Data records
--- --- ---

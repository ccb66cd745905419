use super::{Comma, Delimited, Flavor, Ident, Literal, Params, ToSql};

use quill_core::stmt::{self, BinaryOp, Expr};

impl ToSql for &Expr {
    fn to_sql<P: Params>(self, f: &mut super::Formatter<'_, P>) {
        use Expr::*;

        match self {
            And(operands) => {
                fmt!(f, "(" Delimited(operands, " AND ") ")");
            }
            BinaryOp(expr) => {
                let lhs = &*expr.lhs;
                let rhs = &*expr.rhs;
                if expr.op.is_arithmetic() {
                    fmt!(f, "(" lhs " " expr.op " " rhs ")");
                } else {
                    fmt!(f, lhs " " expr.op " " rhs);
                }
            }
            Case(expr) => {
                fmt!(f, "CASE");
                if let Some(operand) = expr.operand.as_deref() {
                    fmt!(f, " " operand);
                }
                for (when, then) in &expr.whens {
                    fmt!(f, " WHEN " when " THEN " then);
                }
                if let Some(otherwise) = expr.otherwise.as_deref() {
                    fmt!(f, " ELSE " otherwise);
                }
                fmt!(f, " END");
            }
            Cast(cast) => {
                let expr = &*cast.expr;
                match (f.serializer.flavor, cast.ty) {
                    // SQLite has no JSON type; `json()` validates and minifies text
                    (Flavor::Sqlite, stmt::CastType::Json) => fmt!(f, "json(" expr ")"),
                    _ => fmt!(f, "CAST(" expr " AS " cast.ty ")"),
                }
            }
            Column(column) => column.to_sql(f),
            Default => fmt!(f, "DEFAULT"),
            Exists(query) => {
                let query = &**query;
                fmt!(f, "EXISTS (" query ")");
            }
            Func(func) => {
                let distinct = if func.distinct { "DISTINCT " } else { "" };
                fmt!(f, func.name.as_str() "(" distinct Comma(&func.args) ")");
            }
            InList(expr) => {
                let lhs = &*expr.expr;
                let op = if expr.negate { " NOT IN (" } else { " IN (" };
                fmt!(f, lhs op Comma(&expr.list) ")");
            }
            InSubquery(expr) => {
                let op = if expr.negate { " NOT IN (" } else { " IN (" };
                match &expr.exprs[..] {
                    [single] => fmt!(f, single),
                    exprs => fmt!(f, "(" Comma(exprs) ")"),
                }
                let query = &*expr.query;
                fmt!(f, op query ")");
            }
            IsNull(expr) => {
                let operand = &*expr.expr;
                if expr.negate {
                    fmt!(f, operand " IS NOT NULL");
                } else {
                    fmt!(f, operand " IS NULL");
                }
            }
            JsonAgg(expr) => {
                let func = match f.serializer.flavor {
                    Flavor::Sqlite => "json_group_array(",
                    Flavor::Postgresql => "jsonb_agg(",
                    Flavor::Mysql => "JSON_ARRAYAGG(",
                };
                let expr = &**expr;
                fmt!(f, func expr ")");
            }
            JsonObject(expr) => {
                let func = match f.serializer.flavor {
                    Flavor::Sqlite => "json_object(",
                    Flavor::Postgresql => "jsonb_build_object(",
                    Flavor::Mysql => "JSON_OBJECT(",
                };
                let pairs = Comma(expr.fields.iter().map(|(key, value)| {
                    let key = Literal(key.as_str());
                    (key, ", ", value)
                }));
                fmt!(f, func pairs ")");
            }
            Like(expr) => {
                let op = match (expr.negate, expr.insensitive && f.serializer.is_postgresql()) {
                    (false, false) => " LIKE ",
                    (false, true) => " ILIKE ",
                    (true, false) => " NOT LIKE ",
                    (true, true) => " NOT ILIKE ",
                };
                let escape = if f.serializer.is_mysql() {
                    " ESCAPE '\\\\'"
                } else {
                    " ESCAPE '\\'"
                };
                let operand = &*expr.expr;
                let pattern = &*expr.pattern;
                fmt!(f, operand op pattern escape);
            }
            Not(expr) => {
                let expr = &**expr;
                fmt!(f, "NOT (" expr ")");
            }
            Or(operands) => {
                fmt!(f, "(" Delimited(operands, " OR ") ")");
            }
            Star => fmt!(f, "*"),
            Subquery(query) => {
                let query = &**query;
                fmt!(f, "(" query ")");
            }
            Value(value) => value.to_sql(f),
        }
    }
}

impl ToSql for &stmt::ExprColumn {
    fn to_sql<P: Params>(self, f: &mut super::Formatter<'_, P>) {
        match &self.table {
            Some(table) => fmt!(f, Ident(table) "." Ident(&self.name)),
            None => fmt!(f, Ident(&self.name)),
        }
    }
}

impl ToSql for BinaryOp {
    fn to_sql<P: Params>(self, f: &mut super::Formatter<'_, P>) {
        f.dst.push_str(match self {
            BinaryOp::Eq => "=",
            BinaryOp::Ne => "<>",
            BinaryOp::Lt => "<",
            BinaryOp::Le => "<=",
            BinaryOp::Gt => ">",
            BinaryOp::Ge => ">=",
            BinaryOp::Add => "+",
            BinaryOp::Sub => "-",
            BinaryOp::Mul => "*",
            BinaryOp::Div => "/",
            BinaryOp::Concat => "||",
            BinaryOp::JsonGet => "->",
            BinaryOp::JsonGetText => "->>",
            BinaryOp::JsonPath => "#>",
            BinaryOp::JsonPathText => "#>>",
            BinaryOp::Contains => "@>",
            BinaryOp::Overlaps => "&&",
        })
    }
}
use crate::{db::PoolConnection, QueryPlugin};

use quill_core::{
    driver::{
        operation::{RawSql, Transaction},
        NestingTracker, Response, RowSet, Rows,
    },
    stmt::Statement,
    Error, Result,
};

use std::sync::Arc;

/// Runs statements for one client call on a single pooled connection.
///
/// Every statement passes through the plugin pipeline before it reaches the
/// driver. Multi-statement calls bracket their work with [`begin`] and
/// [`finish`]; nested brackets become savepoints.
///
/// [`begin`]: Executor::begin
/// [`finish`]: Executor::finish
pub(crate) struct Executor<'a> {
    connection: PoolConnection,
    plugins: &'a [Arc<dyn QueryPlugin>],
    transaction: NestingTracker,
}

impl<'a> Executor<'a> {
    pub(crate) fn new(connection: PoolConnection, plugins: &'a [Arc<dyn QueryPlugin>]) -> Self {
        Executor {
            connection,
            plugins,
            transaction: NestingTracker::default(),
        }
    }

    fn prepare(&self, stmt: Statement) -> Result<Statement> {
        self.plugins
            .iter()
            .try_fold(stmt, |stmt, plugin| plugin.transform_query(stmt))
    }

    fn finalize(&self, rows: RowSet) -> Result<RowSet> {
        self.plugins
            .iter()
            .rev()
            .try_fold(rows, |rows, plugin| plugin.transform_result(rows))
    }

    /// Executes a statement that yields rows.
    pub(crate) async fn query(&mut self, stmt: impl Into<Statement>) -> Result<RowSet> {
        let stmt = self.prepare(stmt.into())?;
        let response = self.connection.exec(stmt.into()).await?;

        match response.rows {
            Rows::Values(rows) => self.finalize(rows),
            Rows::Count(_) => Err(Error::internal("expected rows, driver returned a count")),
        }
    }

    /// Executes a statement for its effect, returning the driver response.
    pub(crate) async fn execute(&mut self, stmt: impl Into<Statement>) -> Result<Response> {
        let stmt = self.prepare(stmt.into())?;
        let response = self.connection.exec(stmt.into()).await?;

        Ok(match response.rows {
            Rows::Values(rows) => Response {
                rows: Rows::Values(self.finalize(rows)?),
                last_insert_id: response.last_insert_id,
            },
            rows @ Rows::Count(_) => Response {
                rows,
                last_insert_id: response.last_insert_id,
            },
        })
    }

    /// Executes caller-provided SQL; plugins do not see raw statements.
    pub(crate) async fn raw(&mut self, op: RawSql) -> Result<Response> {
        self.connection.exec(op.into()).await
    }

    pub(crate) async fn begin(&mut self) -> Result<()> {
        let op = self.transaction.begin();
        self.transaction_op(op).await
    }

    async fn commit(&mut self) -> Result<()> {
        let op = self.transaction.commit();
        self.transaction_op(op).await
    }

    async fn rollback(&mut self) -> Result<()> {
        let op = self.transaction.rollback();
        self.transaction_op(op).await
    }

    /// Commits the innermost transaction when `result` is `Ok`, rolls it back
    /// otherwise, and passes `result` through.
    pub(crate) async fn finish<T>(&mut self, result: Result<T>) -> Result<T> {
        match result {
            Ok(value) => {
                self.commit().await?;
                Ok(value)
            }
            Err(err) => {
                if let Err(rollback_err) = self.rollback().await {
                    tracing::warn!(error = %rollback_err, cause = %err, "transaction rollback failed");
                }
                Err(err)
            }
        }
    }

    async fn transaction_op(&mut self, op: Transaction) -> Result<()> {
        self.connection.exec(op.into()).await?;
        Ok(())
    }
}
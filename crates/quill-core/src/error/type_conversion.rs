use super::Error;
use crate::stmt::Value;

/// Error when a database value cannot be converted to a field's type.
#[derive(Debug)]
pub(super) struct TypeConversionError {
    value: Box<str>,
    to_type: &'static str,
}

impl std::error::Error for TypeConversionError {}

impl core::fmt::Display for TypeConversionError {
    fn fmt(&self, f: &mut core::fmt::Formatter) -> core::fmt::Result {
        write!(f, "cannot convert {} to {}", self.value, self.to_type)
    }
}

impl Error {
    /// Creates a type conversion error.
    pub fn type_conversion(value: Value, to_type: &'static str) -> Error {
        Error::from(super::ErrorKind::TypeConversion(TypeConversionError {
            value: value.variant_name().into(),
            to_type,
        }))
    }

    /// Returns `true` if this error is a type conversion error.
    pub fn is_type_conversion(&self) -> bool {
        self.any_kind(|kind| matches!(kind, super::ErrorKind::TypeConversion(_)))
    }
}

--- --- ---

Requirement: Print only the lines from the top of the data above down to the line holding "and minifies text", inclusive.

Written response:
repository ccb66cd745905419
use super::{Comma, Delimited, Flavor, Ident, Literal, Params, ToSql};

use quill_core::stmt::{self, BinaryOp, Expr};

impl ToSql for &Expr {
    fn to_sql<P: Params>(self, f: &mut super::Formatter<'_, P>) {
        use Expr::*;

        match self {
            And(operands) => {
                fmt!(f, "(" Delimited(operands, " AND ") ")");
            }
            BinaryOp(expr) => {
                let lhs = &*expr.lhs;
                let rhs = &*expr.rhs;
                if expr.op.is_arithmetic() {
                    fmt!(f, "(" lhs " " expr.op " " rhs ")");
                } else {
                    fmt!(f, lhs " " expr.op " " rhs);
                }
            }
            Case(expr) => {
                fmt!(f, "CASE");
                if let Some(operand) = expr.operand.as_deref() {
                    fmt!(f, " " operand);
                }
                for (when, then) in &expr.whens {
                    fmt!(f, " WHEN " when " THEN " then);
                }
                if let Some(otherwise) = expr.otherwise.as_deref() {
                    fmt!(f, " ELSE " otherwise);
                }
                fmt!(f, " END");
            }
            Cast(cast) => {
                let expr = &*cast.expr;
                match (f.serializer.flavor, cast.ty) {
                    // SQLite has no JSON type; `json()` validates and minifies text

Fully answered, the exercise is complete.